Records shown →

┌──

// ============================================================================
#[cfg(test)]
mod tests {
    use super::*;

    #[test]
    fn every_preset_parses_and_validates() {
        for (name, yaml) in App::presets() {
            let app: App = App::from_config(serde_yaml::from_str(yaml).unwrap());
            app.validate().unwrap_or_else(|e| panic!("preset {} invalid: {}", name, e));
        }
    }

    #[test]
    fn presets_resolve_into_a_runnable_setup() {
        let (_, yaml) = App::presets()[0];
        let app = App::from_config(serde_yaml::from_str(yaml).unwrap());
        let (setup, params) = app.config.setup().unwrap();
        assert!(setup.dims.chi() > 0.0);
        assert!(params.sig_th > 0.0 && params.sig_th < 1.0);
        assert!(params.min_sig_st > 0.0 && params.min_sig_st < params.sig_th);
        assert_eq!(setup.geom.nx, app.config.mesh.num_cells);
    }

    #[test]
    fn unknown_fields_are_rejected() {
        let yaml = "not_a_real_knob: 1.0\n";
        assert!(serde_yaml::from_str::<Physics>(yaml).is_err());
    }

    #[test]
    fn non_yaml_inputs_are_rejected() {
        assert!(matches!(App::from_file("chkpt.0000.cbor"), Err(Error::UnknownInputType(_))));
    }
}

└──
┌──

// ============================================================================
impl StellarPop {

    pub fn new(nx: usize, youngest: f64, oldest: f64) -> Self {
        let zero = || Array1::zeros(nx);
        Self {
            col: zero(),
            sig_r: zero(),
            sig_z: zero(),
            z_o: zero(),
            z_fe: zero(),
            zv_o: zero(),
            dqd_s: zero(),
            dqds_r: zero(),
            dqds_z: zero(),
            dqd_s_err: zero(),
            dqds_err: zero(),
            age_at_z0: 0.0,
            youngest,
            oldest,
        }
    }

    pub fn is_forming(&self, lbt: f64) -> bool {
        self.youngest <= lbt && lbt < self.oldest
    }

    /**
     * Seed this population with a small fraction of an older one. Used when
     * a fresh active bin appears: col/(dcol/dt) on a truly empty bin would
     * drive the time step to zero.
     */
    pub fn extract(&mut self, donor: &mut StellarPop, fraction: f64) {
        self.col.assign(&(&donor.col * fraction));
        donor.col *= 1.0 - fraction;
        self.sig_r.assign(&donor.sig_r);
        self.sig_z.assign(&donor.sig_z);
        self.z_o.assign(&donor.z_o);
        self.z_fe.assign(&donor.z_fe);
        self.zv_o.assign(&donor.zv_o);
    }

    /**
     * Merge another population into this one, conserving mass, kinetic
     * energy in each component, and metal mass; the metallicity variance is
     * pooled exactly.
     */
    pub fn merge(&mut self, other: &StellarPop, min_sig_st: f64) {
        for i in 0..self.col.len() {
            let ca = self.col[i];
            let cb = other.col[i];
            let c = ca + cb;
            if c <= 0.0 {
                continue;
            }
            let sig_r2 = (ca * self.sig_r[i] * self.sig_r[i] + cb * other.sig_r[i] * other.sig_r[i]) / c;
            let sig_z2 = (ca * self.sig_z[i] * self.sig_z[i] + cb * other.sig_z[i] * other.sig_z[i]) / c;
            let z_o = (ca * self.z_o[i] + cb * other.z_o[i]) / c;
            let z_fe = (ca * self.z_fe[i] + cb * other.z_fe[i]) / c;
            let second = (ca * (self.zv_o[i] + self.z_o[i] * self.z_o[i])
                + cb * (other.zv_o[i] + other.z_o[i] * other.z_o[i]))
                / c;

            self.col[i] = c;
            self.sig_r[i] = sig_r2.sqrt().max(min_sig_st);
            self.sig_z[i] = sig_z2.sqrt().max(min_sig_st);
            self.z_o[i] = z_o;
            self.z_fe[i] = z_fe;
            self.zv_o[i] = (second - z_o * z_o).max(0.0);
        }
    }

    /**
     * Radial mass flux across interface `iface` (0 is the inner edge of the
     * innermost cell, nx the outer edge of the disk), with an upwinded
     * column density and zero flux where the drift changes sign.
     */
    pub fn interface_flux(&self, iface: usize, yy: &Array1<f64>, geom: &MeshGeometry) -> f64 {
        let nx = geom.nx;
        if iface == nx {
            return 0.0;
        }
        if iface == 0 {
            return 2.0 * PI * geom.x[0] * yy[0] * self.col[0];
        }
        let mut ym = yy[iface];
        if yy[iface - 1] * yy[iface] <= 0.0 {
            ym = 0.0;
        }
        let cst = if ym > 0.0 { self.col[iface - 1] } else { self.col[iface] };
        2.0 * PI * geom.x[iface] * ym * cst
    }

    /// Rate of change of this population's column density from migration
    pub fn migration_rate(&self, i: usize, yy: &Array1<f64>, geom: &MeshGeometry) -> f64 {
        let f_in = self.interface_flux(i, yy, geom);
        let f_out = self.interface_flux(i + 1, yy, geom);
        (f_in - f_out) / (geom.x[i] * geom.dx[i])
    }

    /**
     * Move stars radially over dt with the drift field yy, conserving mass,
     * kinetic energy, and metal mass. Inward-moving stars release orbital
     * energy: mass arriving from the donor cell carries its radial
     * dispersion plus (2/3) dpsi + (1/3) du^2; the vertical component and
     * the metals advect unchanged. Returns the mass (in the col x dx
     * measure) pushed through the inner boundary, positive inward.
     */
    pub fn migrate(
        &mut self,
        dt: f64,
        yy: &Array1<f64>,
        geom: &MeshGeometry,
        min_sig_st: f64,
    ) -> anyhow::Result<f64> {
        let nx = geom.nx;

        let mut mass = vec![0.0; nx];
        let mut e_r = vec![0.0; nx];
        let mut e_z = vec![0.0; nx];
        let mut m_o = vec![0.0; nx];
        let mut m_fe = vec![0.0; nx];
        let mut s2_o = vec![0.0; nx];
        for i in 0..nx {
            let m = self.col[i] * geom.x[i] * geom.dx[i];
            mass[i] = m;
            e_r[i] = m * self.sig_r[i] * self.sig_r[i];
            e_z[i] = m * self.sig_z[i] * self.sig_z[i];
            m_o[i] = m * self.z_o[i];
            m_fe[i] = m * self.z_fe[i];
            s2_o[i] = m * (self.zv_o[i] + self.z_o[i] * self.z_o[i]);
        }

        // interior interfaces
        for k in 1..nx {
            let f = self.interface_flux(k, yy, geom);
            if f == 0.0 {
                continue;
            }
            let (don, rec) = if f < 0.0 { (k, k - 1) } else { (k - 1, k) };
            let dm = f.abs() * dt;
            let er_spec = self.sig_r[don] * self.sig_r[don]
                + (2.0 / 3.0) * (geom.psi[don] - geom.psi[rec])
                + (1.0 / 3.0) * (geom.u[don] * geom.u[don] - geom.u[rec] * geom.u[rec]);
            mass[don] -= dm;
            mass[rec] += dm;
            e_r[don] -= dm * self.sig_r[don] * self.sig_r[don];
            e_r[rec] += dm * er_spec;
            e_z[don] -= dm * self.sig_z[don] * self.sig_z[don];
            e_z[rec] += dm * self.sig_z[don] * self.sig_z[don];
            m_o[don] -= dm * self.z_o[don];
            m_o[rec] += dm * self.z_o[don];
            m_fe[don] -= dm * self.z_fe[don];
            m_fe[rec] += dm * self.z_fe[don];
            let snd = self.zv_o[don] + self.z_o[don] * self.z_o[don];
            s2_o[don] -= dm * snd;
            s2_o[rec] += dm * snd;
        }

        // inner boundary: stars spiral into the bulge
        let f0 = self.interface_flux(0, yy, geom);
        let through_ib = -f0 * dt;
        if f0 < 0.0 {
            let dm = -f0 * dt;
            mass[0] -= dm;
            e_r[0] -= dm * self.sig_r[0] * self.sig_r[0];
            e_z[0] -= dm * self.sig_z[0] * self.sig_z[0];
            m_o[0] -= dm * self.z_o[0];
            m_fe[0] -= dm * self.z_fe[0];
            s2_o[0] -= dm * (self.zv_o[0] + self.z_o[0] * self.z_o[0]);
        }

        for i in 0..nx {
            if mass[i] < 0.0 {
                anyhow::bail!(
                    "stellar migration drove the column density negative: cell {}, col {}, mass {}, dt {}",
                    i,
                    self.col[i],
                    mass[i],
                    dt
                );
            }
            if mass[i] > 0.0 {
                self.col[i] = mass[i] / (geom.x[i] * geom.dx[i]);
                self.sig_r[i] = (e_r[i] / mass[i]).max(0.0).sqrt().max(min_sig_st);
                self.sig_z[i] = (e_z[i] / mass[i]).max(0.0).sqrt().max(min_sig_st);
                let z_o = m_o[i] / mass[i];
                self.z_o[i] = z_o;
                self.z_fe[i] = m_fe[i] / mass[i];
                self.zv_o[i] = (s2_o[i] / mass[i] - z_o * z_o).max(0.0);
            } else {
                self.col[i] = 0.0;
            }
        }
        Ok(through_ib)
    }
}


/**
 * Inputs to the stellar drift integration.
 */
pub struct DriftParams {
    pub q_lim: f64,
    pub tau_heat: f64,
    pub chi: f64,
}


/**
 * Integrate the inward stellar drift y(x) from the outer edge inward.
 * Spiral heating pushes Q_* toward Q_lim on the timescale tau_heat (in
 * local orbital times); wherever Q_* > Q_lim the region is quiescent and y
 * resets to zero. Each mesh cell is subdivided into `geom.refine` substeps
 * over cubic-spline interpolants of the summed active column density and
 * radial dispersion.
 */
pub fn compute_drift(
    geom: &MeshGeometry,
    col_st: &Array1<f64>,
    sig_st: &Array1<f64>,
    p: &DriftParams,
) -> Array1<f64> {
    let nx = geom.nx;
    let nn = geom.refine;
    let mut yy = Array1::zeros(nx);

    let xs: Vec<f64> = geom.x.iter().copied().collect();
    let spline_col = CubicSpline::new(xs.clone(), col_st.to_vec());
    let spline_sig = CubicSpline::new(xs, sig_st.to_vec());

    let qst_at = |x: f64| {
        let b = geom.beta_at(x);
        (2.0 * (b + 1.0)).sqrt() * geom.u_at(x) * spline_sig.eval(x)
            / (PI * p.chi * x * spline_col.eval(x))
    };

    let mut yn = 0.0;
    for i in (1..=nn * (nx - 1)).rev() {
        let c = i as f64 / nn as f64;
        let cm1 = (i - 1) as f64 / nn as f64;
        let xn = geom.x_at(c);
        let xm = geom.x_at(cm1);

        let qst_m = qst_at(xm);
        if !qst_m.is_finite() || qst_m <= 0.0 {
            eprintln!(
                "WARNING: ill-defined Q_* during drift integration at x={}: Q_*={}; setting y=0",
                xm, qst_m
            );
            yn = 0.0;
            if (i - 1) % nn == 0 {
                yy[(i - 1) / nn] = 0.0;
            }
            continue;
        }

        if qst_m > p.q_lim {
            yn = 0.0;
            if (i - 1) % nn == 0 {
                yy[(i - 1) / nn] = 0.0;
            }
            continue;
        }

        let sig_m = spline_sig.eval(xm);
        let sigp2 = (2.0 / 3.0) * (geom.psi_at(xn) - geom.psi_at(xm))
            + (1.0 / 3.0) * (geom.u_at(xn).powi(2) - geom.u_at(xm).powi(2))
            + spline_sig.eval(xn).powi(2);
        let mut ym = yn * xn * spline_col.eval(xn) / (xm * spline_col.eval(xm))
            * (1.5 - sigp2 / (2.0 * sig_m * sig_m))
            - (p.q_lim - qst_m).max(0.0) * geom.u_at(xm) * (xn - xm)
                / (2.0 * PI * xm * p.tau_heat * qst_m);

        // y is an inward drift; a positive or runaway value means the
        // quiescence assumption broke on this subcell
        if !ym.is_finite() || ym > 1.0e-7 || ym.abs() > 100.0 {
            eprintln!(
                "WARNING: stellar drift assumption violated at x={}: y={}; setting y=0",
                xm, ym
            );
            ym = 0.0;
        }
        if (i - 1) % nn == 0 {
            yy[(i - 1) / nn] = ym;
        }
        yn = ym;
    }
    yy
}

└──
┌──

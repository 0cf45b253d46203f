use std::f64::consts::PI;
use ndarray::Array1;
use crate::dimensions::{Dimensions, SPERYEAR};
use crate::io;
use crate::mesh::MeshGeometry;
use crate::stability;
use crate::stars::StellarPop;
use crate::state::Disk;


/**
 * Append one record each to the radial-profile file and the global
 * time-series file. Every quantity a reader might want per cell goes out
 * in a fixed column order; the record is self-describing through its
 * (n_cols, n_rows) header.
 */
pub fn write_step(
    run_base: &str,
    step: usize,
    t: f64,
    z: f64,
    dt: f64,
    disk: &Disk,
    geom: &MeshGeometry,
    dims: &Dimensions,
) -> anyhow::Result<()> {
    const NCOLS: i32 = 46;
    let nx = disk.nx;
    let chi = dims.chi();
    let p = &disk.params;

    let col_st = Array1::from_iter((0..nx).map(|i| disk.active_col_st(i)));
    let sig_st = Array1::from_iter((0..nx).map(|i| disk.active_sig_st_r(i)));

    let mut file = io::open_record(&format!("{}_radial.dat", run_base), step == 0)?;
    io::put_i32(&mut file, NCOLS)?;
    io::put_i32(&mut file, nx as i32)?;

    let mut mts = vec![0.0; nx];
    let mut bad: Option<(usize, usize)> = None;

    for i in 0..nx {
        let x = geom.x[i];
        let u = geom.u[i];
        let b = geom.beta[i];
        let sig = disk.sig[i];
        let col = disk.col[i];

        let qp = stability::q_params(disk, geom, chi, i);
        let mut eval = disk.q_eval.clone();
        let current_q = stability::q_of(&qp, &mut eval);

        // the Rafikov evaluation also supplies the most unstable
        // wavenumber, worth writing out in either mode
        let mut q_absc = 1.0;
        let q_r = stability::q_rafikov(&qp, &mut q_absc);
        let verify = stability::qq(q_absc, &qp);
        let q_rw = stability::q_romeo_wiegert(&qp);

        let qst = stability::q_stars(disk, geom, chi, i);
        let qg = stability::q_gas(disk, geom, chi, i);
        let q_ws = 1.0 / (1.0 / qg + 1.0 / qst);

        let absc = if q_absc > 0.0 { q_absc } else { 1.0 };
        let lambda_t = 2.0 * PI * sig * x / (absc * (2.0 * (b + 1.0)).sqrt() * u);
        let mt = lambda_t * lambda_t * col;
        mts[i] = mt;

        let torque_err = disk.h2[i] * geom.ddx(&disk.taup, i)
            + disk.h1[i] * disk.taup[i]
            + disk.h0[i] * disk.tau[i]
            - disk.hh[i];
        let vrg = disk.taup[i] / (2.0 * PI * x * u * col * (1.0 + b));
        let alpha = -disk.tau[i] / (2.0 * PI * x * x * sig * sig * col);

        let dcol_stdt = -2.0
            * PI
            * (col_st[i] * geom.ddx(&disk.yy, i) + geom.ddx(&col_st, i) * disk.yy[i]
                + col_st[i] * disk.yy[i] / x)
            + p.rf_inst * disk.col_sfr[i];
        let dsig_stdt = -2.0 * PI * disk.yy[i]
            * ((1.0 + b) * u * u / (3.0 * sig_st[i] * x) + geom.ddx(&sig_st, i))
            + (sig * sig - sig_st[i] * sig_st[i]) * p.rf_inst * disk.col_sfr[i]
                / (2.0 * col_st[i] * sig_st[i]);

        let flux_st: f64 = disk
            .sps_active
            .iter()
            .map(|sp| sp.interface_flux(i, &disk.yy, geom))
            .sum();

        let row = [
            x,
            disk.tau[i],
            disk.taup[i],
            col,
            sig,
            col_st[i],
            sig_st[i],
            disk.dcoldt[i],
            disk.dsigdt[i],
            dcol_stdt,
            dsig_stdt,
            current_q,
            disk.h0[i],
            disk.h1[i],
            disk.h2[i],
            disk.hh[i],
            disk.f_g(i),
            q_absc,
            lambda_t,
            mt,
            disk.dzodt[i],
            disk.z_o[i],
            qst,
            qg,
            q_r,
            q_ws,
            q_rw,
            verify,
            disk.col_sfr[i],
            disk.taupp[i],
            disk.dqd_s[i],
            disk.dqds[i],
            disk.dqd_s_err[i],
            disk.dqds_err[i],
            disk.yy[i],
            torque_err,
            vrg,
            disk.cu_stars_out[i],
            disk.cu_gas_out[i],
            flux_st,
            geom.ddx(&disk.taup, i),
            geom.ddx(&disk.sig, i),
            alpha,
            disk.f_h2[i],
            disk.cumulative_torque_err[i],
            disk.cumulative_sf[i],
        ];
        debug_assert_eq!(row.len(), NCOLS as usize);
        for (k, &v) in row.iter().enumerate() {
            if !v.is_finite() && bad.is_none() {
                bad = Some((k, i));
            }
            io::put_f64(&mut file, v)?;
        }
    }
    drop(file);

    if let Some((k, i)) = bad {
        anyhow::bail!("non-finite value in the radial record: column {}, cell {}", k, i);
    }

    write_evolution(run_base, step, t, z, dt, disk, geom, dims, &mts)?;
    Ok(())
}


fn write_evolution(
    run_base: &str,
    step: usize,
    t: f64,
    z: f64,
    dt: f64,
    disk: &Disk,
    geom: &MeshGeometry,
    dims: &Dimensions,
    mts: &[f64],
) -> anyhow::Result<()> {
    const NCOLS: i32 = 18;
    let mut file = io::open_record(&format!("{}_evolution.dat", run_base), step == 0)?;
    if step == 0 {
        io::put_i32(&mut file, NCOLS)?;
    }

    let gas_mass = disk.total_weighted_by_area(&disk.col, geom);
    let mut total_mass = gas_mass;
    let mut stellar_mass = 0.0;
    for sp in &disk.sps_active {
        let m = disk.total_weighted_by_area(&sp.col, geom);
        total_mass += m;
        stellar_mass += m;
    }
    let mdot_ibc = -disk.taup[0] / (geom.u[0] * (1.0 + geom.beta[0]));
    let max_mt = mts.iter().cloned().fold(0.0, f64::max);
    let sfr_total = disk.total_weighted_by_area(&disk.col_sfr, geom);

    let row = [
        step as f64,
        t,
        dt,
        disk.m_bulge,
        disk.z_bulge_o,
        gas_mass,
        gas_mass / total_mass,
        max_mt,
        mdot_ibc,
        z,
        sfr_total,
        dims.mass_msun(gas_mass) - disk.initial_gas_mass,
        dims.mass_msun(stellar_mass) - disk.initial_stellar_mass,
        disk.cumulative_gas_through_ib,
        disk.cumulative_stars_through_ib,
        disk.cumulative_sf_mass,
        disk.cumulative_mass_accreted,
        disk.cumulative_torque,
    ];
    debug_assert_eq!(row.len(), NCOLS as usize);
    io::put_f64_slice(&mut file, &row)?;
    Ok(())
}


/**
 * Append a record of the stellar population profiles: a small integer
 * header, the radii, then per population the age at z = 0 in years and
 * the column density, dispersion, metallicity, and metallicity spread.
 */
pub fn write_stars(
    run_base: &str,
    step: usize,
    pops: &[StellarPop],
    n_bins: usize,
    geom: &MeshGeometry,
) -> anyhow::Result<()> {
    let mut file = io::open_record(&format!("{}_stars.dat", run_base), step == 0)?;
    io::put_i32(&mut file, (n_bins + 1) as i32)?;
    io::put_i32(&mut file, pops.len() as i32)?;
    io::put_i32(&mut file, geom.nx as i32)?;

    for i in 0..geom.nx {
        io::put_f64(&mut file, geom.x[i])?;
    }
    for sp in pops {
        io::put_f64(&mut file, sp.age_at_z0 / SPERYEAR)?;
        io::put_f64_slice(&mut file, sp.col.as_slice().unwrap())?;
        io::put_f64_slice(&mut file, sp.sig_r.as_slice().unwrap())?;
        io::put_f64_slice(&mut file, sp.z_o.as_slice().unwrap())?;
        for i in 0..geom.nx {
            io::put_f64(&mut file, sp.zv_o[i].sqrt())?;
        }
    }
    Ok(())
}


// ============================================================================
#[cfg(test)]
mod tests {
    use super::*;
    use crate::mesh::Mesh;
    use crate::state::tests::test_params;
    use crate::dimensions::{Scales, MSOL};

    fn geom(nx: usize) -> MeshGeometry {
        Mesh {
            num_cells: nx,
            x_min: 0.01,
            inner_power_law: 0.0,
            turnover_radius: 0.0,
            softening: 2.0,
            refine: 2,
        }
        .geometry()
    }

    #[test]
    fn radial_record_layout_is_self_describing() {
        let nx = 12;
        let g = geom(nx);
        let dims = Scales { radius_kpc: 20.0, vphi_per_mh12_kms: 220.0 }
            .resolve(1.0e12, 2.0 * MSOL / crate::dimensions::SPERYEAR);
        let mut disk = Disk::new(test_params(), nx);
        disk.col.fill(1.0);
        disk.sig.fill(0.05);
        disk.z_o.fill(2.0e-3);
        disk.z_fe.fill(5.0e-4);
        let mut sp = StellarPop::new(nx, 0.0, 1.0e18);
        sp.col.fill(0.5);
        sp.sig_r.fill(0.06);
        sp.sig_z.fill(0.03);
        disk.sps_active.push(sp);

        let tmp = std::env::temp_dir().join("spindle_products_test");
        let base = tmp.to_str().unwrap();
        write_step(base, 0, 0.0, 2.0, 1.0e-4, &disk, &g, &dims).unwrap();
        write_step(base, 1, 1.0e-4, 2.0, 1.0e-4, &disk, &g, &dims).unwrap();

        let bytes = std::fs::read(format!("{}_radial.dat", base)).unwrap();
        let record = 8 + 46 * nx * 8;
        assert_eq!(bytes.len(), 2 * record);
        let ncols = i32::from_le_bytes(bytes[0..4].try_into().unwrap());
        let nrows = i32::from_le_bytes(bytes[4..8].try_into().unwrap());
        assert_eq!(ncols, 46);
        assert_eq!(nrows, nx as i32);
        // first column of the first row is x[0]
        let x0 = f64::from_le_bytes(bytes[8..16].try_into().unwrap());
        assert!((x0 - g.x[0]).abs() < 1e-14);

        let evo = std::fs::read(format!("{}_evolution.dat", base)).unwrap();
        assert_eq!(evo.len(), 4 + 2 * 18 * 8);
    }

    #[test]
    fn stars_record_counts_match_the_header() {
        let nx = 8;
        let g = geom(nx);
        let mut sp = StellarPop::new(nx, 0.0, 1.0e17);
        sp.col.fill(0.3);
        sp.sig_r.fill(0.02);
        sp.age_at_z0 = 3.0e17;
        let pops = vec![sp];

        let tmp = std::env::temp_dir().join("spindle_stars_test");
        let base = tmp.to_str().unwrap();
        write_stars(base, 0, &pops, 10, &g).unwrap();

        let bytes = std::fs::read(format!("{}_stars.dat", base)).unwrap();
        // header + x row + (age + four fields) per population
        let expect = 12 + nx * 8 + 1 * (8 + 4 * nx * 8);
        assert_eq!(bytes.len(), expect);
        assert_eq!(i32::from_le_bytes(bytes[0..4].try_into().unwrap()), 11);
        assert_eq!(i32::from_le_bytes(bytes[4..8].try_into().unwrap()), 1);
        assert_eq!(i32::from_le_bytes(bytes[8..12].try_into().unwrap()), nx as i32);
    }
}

└──

What you are asked to do → There is a run of lines above from the one with "col_st[i] * sig_st[i]);" to the one with "let mut total_mass = gas_mass;"; print exactly that run, both ends included, and nothing else.

Reply to the task →
                / (2.0 * col_st[i] * sig_st[i]);

        let flux_st: f64 = disk
            .sps_active
            .iter()
            .map(|sp| sp.interface_flux(i, &disk.yy, geom))
            .sum();

        let row = [
            x,
            disk.tau[i],
            disk.taup[i],
            col,
            sig,
            col_st[i],
            sig_st[i],
            disk.dcoldt[i],
            disk.dsigdt[i],
            dcol_stdt,
            dsig_stdt,
            current_q,
            disk.h0[i],
            disk.h1[i],
            disk.h2[i],
            disk.hh[i],
            disk.f_g(i),
            q_absc,
            lambda_t,
            mt,
            disk.dzodt[i],
            disk.z_o[i],
            qst,
            qg,
            q_r,
            q_ws,
            q_rw,
            verify,
            disk.col_sfr[i],
            disk.taupp[i],
            disk.dqd_s[i],
            disk.dqds[i],
            disk.dqd_s_err[i],
            disk.dqds_err[i],
            disk.yy[i],
            torque_err,
            vrg,
            disk.cu_stars_out[i],
            disk.cu_gas_out[i],
            flux_st,
            geom.ddx(&disk.taup, i),
            geom.ddx(&disk.sig, i),
            alpha,
            disk.f_h2[i],
            disk.cumulative_torque_err[i],
            disk.cumulative_sf[i],
        ];
        debug_assert_eq!(row.len(), NCOLS as usize);
        for (k, &v) in row.iter().enumerate() {
            if !v.is_finite() && bad.is_none() {
                bad = Some((k, i));
            }
            io::put_f64(&mut file, v)?;
        }
    }
    drop(file);

    if let Some((k, i)) = bad {
        anyhow::bail!("non-finite value in the radial record: column {}, cell {}", k, i);
    }

    write_evolution(run_base, step, t, z, dt, disk, geom, dims, &mts)?;
    Ok(())
}


fn write_evolution(
    run_base: &str,
    step: usize,
    t: f64,
    z: f64,
    dt: f64,
    disk: &Disk,
    geom: &MeshGeometry,
    dims: &Dimensions,
    mts: &[f64],
) -> anyhow::Result<()> {
    const NCOLS: i32 = 18;
    let mut file = io::open_record(&format!("{}_evolution.dat", run_base), step == 0)?;
    if step == 0 {
        io::put_i32(&mut file, NCOLS)?;
    }

    let gas_mass = disk.total_weighted_by_area(&disk.col, geom);
    let mut total_mass = gas_mass;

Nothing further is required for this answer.